**Materials provided**.
- - - -

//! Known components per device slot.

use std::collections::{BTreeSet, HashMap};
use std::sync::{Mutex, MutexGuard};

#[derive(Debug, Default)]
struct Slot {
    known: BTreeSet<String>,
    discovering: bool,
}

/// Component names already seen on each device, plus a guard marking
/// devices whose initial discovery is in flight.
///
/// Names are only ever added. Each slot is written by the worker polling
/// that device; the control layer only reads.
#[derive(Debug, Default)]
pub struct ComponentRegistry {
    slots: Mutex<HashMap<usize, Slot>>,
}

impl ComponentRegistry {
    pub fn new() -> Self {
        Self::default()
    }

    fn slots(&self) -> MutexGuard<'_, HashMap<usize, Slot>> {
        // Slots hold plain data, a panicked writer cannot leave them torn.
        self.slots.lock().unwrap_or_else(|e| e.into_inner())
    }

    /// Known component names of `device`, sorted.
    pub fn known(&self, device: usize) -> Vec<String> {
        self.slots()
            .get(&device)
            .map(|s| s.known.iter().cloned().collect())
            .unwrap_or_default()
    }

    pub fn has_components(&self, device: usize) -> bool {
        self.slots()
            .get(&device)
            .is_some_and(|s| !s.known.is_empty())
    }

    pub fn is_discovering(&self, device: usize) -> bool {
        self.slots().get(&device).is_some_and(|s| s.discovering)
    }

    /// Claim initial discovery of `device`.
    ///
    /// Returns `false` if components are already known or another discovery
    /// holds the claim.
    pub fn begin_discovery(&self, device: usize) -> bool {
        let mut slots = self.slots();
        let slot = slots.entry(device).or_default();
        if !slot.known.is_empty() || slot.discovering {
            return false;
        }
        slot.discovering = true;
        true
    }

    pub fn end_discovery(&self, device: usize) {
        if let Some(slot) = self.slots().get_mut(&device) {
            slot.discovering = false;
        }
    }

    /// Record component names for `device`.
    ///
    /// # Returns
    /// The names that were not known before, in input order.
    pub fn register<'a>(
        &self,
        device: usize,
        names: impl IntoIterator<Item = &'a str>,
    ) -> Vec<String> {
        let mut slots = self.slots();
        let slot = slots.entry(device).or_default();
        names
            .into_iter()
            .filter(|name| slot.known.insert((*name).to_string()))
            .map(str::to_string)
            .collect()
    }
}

- - - -

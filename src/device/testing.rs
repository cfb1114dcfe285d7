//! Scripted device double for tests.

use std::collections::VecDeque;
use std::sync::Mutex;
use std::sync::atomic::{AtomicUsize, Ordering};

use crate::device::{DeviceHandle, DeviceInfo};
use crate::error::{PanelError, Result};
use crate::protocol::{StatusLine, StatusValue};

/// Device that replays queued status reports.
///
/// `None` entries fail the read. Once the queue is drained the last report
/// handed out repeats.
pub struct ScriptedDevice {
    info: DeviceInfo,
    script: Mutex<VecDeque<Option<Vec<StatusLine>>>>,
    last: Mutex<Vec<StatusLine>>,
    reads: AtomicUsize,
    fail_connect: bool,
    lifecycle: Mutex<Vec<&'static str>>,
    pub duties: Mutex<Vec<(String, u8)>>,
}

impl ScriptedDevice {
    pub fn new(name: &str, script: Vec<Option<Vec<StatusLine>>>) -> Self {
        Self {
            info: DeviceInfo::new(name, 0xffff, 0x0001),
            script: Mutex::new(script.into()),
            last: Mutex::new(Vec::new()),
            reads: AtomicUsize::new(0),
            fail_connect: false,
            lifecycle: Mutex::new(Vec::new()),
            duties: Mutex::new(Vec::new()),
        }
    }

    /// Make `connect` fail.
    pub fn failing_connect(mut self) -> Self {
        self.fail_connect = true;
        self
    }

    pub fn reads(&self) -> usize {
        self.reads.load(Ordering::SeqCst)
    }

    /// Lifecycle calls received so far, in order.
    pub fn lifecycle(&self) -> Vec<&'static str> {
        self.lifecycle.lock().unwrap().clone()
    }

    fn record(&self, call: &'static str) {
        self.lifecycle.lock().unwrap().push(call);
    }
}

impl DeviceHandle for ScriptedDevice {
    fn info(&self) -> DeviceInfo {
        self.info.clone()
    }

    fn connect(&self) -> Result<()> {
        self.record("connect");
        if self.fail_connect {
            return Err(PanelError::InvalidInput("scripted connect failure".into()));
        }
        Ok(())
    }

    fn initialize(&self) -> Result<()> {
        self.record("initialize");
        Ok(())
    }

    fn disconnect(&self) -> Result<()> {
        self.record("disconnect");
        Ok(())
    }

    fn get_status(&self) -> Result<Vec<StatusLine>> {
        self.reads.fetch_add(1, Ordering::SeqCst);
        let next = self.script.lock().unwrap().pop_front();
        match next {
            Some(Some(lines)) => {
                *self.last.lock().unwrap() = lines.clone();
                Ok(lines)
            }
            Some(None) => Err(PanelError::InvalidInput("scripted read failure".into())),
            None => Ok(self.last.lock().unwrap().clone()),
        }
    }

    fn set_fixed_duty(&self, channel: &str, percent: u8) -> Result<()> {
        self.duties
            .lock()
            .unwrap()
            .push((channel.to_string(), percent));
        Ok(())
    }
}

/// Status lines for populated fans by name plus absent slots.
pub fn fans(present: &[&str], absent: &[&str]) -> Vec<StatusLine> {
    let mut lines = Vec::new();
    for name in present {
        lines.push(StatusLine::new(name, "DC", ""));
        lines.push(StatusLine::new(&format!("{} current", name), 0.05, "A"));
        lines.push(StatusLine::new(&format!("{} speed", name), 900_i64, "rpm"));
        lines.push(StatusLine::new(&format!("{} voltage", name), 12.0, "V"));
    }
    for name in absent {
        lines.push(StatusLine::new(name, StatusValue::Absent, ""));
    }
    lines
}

- - - -

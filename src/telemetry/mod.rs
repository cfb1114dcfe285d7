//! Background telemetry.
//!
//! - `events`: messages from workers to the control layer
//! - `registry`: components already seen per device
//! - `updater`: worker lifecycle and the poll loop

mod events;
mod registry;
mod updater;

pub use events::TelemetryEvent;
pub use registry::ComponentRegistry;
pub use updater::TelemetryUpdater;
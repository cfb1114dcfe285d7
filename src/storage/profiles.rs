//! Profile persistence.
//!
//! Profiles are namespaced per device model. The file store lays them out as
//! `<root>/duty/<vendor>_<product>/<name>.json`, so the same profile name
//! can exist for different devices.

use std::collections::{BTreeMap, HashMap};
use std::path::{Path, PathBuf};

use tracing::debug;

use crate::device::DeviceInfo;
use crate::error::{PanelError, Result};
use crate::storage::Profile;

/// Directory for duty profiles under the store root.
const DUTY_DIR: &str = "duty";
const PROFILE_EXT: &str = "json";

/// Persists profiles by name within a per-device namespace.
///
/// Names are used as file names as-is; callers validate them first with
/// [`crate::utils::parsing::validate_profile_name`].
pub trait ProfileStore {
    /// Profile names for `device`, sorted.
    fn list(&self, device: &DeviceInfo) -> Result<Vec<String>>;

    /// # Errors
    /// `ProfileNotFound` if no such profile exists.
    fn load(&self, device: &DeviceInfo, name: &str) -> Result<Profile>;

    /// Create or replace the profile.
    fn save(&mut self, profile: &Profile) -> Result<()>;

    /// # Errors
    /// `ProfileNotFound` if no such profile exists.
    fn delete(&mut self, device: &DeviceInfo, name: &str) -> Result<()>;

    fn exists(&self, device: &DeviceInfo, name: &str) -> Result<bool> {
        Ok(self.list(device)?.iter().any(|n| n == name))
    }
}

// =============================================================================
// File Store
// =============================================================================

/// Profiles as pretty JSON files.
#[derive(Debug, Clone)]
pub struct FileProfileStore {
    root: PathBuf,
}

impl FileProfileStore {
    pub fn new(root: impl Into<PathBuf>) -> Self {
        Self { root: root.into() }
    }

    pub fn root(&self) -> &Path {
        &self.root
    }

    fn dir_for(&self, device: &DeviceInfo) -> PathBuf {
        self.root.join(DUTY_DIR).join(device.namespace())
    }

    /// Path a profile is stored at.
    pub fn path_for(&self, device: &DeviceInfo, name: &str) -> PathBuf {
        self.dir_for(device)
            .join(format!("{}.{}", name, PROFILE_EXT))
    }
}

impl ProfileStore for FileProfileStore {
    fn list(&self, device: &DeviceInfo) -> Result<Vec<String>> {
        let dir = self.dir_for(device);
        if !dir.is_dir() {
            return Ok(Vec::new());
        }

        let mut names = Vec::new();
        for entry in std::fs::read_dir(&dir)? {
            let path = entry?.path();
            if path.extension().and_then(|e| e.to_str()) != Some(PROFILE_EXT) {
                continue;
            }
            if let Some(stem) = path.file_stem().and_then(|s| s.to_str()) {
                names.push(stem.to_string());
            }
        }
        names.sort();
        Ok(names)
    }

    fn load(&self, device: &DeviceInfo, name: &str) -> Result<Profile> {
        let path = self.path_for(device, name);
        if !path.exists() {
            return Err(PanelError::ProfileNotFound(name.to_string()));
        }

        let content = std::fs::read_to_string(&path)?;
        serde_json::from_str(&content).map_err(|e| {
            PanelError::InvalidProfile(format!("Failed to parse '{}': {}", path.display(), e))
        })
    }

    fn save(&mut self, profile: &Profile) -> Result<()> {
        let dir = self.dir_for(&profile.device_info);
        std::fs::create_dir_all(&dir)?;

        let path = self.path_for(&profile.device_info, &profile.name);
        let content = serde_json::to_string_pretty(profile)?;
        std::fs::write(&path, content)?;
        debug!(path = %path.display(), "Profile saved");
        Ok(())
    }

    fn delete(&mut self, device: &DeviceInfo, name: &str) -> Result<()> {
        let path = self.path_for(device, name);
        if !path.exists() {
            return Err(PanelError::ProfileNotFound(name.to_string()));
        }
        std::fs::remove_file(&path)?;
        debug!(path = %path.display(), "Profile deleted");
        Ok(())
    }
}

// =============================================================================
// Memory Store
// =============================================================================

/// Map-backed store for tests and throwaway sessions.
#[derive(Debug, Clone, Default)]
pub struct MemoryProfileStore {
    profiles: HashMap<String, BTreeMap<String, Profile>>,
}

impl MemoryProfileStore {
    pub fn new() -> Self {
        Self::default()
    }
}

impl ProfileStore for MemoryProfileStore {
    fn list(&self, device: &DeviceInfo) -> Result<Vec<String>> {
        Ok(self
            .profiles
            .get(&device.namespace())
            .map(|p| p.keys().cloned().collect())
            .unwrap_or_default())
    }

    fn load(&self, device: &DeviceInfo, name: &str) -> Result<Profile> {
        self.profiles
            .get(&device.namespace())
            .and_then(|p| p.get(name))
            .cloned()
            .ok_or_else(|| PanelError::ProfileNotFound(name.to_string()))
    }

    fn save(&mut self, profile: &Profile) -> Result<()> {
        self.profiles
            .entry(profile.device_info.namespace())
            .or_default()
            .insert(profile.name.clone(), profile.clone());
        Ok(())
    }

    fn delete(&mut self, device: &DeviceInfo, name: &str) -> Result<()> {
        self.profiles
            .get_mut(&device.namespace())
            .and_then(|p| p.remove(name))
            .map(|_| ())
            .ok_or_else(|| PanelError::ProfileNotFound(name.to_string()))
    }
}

- - - -

**Task objective**. From the listing above, the lines starting with the one that has "per device slot." and running through the one that has "a guard marking" should be copied exactly, ends included.

**Result of the task**.
//! Known components per device slot.

use std::collections::{BTreeSet, HashMap};
use std::sync::{Mutex, MutexGuard};

#[derive(Debug, Default)]
struct Slot {
    known: BTreeSet<String>,
    discovering: bool,
}

/// Component names already seen on each device, plus a guard marking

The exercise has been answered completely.